# Problem statement
What lines of the material hold the string "TableSource"? Pull each of them out.

*****

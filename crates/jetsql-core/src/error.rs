//! Construction faults raised while building or rendering statements.

use std::fmt;

use thiserror::Error;

use crate::dialect::Feature;

/// Errors raised while building or rendering a statement.
///
/// Every variant is a construction fault: the statement is wrong before any
/// database sees it. Rendering stops at the first fault and no partial SQL is
/// returned.
#[derive(Debug, Clone, PartialEq, Eq, Error)]
pub enum BuildError {
    /// A clause the statement cannot be rendered without is absent.
    #[error("{statement} statement requires a {clause} clause")]
    MissingClause {
        /// Statement kind (`UPDATE`, `DELETE`, ...).
        statement: &'static str,
        /// The absent clause.
        clause: &'static str,
    },

    /// An operator, join or CTE is missing an operand.
    #[error("missing operand: {context}")]
    NilOperand {
        /// What was being rendered.
        context: String,
    },

    /// Columns and values do not line up.
    #[error("shape mismatch: {context}")]
    ShapeMismatch {
        /// Description of the mismatch.
        context: String,
    },

    /// A literal string does not match the format its type requires.
    #[error("malformed {kind} literal {value:?}: {reason}")]
    MalformedLiteral {
        /// Literal type (`interval`, `date`, ...).
        kind: &'static str,
        /// The rejected input.
        value: String,
        /// Why it was rejected.
        reason: String,
    },

    /// A raw fragment references a name that has no value.
    #[error("named argument `{name}` has no value")]
    UnresolvedArgument {
        /// The unresolved name, without its sigil.
        name: String,
    },

    /// The dialect cannot express the requested construct.
    #[error("{dialect} does not support {feature}")]
    Unsupported {
        /// Dialect name.
        dialect: &'static str,
        /// The missing capability.
        feature: Feature,
    },
}

/// Discriminant of a [`BuildError`].
#[derive(Debug, Clone, Copy, PartialEq, Eq, Hash)]
pub enum FaultKind {
    MissingClause,
    NilOperand,
    ShapeMismatch,
    MalformedLiteral,
    UnresolvedArgument,
    Unsupported,
}

impl BuildError {
    /// Returns the fault category.
    #[must_use]
    pub const fn kind(&self) -> FaultKind {
        match self {
            Self::MissingClause { .. } => FaultKind::MissingClause,
            Self::NilOperand { .. } => FaultKind::NilOperand,
            Self::ShapeMismatch { .. } => FaultKind::ShapeMismatch,
            Self::MalformedLiteral { .. } => FaultKind::MalformedLiteral,
            Self::UnresolvedArgument { .. } => FaultKind::UnresolvedArgument,
            Self::Unsupported { .. } => FaultKind::Unsupported,
        }
    }

    pub(crate) fn nil_operand(context: impl fmt::Display) -> Self {
        Self::NilOperand {
            context: context.to_string(),
        }
    }

    pub(crate) fn shape(context: impl fmt::Display) -> Self {
        Self::ShapeMismatch {
            context: context.to_string(),
        }
    }

    pub(crate) fn malformed(
        kind: &'static str,
        value: impl Into<String>,
        reason: impl Into<String>,
    ) -> Self {
        Self::MalformedLiteral {
            kind,
            value: value.into(),
            reason: reason.into(),
        }
    }
}

/// Result type for statement construction and rendering.
pub type Result<T> = std::result::Result<T, BuildError>;
//! Derive macro for typed jetsql table definitions.
//!
//! `#[derive(Table)]` on a record struct generates a companion table value
//! with one typed column per field, and implements `jetsql_core::Model` for
//! the struct so its values can be inserted directly.

use proc_macro::TokenStream;
use proc_macro2::TokenStream as TokenStream2;
use quote::{format_ident, quote};
use syn::{
    parse_macro_input, Attribute, Data, DeriveInput, Fields, GenericArgument, Ident, LitStr, Meta,
    PathArguments, Type,
};

/// Derives a typed table for a struct.
///
/// # Attributes
///
/// - `#[table(name = "users")]` - SQL table name (defaults to the snake_case
///   struct name)
/// - `#[table(schema = "app")]` - schema the table lives in
///
/// # Field Attributes
///
/// - `#[column(primary_key)]` - excluded from `mutable_columns()`
/// - `#[column(name = "column_name")]` - SQL column name (defaults to the
///   field name)
/// - `#[column(kind = "Timestamp")]` - column kind marker, when it cannot be
///   inferred from the field type
/// - `#[column(skip)]` - the field is not a column
///
/// # Generated Items
///
/// For a struct `User`, this macro generates:
///
/// - `UserTable` with a public `Column<K>` field per column, the
///   constructors `new`, `as_` and `from_schema`, `mutable_columns` and an
///   implementation of `TableSource`
/// - `impl Model for User`
/// - `User::table()`
#[proc_macro_derive(Table, attributes(table, column))]
pub fn derive_table(input: TokenStream) -> TokenStream {
    let input = parse_macro_input!(input as DeriveInput);
    derive_table_impl(&input)
        .unwrap_or_else(|e| e.to_compile_error())
        .into()
}

fn derive_table_impl(input: &DeriveInput) -> syn::Result<TokenStream2> {
    let struct_name = &input.ident;
    let table_attrs = parse_table_attrs(&input.attrs, struct_name)?;

    let fields = match &input.data {
        Data::Struct(data) => match &data.fields {
            Fields::Named(fields) => &fields.named,
            _ => {
                return Err(syn::Error::new_spanned(
                    input,
                    "Table derive only supports structs with named fields",
                ));
            }
        },
        _ => {
            return Err(syn::Error::new_spanned(
                input,
                "Table derive only supports structs",
            ));
        }
    };

    let mut columns: Vec<ColumnInfo> = Vec::new();
    for field in fields {
        let Some(field_name) = field.ident.clone() else {
            continue;
        };
        let attrs = parse_column_attrs(&field.attrs)?;
        if attrs.skip {
            continue;
        }
        let kind = match attrs.kind {
            Some(kind) => format_ident!("{}", kind.value(), span = kind.span()),
            None => infer_kind(&field.ty).ok_or_else(|| {
                syn::Error::new_spanned(
                    &field.ty,
                    "cannot infer the column kind of this type; add #[column(kind = \"...\")]",
                )
            })?,
        };
        columns.push(ColumnInfo {
            column_name: attrs
                .name
                .unwrap_or_else(|| field_name.to_string().trim_start_matches("r#").to_owned()),
            field_name,
            kind,
            primary_key: attrs.primary_key,
        });
    }

    let table_struct_name = format_ident!("{}Table", struct_name);
    let table_name = &table_attrs.name;
    let schema = match &table_attrs.schema {
        Some(schema) => quote! { ::core::option::Option::Some(#schema) },
        None => quote! { ::core::option::Option::None },
    };

    let column_fields: Vec<TokenStream2> = columns
        .iter()
        .map(|c| {
            let field = &c.field_name;
            let kind = &c.kind;
            let doc = format!("Column `{}`.", c.column_name);
            quote! {
                #[doc = #doc]
                pub #field: ::jetsql_core::table::Column<::jetsql_core::expr::kind::#kind>
            }
        })
        .collect();

    let column_entries: Vec<TokenStream2> = columns
        .iter()
        .map(|c| {
            let name = &c.column_name;
            let kind = &c.kind;
            quote! {
                (#name, <::jetsql_core::expr::kind::#kind as ::jetsql_core::expr::kind::Kind>::KIND)
            }
        })
        .collect();

    let column_inits: Vec<TokenStream2> = columns
        .iter()
        .map(|c| {
            let field = &c.field_name;
            let name = &c.column_name;
            quote! { #field: ::jetsql_core::table::Column::new(&owner, #name) }
        })
        .collect();

    let keys: Vec<&Ident> = columns
        .iter()
        .filter(|c| c.primary_key)
        .map(|c| &c.field_name)
        .collect();
    let mutable = if keys.is_empty() {
        quote! { ::jetsql_core::table::TableSource::all_columns(self) }
    } else {
        quote! { ::jetsql_core::table::TableSource::all_columns(self).except((#(&self.#keys,)*)) }
    };

    let field_values: Vec<TokenStream2> = columns
        .iter()
        .map(|c| {
            let field = &c.field_name;
            let name = &c.column_name;
            quote! {
                #name => ::core::result::Result::Ok(::core::option::Option::Some(
                    ::jetsql_core::ToSqlValue::to_sql_value(
                        ::core::clone::Clone::clone(&self.#field),
                    ),
                ))
            }
        })
        .collect();

    let (impl_generics, ty_generics, where_clause) = input.generics.split_for_impl();

    let table_doc = format!("Typed table for [`{struct_name}`].");

    Ok(quote! {
        #[doc = #table_doc]
        #[derive(Debug, Clone)]
        pub struct #table_struct_name {
            table: ::jetsql_core::table::Table,
            #(#column_fields,)*
        }

        impl #table_struct_name {
            const COLUMNS: &[(&str, ::jetsql_core::expr::ExprKind)] = &[#(#column_entries),*];

            #[must_use]
            pub fn new() -> Self {
                Self::build(::jetsql_core::table::Table::new(#schema, #table_name, Self::COLUMNS))
            }

            /// The table under `alias`; every column is re-qualified.
            #[must_use]
            pub fn as_(&self, alias: &str) -> Self {
                Self::build(self.table.as_(alias))
            }

            #[must_use]
            pub fn from_schema(&self, schema: &str) -> Self {
                Self::build(self.table.from_schema(schema))
            }

            /// Every column except the primary key.
            #[must_use]
            pub fn mutable_columns(&self) -> ::jetsql_core::table::ColumnList {
                #mutable
            }

            fn build(table: ::jetsql_core::table::Table) -> Self {
                let owner = ::std::string::String::from(table.reference_name());
                Self {
                    #(#column_inits,)*
                    table,
                }
            }
        }

        impl ::core::default::Default for #table_struct_name {
            fn default() -> Self {
                Self::new()
            }
        }

        impl ::jetsql_core::table::TableSource for #table_struct_name {
            fn table(&self) -> &::jetsql_core::table::Table {
                &self.table
            }
        }

        impl #impl_generics ::jetsql_core::Model for #struct_name #ty_generics #where_clause {
            fn field_value(
                &self,
                column: &str,
            ) -> ::jetsql_core::Result<::core::option::Option<::jetsql_core::SqlValue>> {
                match column {
                    #(#field_values,)*
                    _ => ::core::result::Result::Ok(::core::option::Option::None),
                }
            }
        }

        impl #impl_generics #struct_name #ty_generics #where_clause {
            /// The typed table this record belongs to.
            #[must_use]
            pub fn table() -> #table_struct_name {
                #table_struct_name::new()
            }
        }
    })
}

struct ColumnInfo {
    field_name: Ident,
    column_name: String,
    kind: Ident,
    primary_key: bool,
}

struct TableAttrs {
    name: String,
    schema: Option<String>,
}

#[derive(Default)]
struct ColumnAttrs {
    name: Option<String>,
    kind: Option<LitStr>,
    primary_key: bool,
    skip: bool,
}

fn parse_table_attrs(attrs: &[Attribute], struct_name: &Ident) -> syn::Result<TableAttrs> {
    let mut result = TableAttrs {
        name: to_snake_case(&struct_name.to_string()),
        schema: None,
    };
    for attr in attrs {
        if !attr.path().is_ident("table") {
            continue;
        }
        attr.parse_nested_meta(|meta| {
            if meta.path.is_ident("name") {
                result.name = meta.value()?.parse::<LitStr>()?.value();
            } else if meta.path.is_ident("schema") {
                result.schema = Some(meta.value()?.parse::<LitStr>()?.value());
            } else {
                return Err(meta.error("expected `name` or `schema`"));
            }
            Ok(())
        })?;
    }
    Ok(result)
}

fn parse_column_attrs(attrs: &[Attribute]) -> syn::Result<ColumnAttrs> {
    let mut result = ColumnAttrs::default();
    for attr in attrs {
        if !attr.path().is_ident("column") || matches!(attr.meta, Meta::Path(_)) {
            continue;
        }
        attr.parse_nested_meta(|meta| {
            if meta.path.is_ident("primary_key") {
                result.primary_key = true;
            } else if meta.path.is_ident("skip") {
                result.skip = true;
            } else if meta.path.is_ident("name") {
                result.name = Some(meta.value()?.parse::<LitStr>()?.value());
            } else if meta.path.is_ident("kind") {
                result.kind = Some(meta.value()?.parse::<LitStr>()?);
            } else {
                return Err(meta.error("expected `primary_key`, `skip`, `name` or `kind`"));
            }
            Ok(())
        })?;
    }
    Ok(result)
}

/// Kind marker for a field type; `Option<T>` is looked through.
fn infer_kind(ty: &Type) -> Option<Ident> {
    let Type::Path(path) = ty else {
        return None;
    };
    let segment = path.path.segments.last()?;
    let ident = segment.ident.to_string();
    let kind = match ident.as_str() {
        "Option" => return infer_kind(first_type_argument(&segment.arguments)?),
        "Vec" => match first_type_argument(&segment.arguments)? {
            Type::Path(inner) if inner.path.is_ident("u8") => "Blob",
            _ => "Array",
        },
        "bool" => "Bool",
        "i8" | "i16" | "i32" | "i64" | "u8" | "u16" | "u32" => "Integer",
        "f32" | "f64" => "Float",
        "String" => "Text",
        "NaiveDate" => "Date",
        "NaiveTime" => "Time",
        "NaiveDateTime" | "DateTime" => "Timestamp",
        _ => return None,
    };
    Some(format_ident!("{}", kind))
}

fn first_type_argument(arguments: &PathArguments) -> Option<&Type> {
    let PathArguments::AngleBracketed(args) = arguments else {
        return None;
    };
    args.args.iter().find_map(|arg| match arg {
        GenericArgument::Type(ty) => Some(ty),
        _ => None,
    })
}

fn to_snake_case(s: &str) -> String {
    let mut result = String::new();
    for (i, c) in s.chars().enumerate() {
        if c.is_uppercase() {
            if i > 0 {
                result.push('_');
            }
            result.push(c.to_ascii_lowercase());
        } else {
            result.push(c);
        }
    }
    result
}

*****

# Solution to this task
///   implementation of `TableSource`
        quote! { ::jetsql_core::table::TableSource::all_columns(self) }
        quote! { ::jetsql_core::table::TableSource::all_columns(self).except((#(&self.#keys,)*)) }
        impl ::jetsql_core::table::TableSource for #table_struct_name {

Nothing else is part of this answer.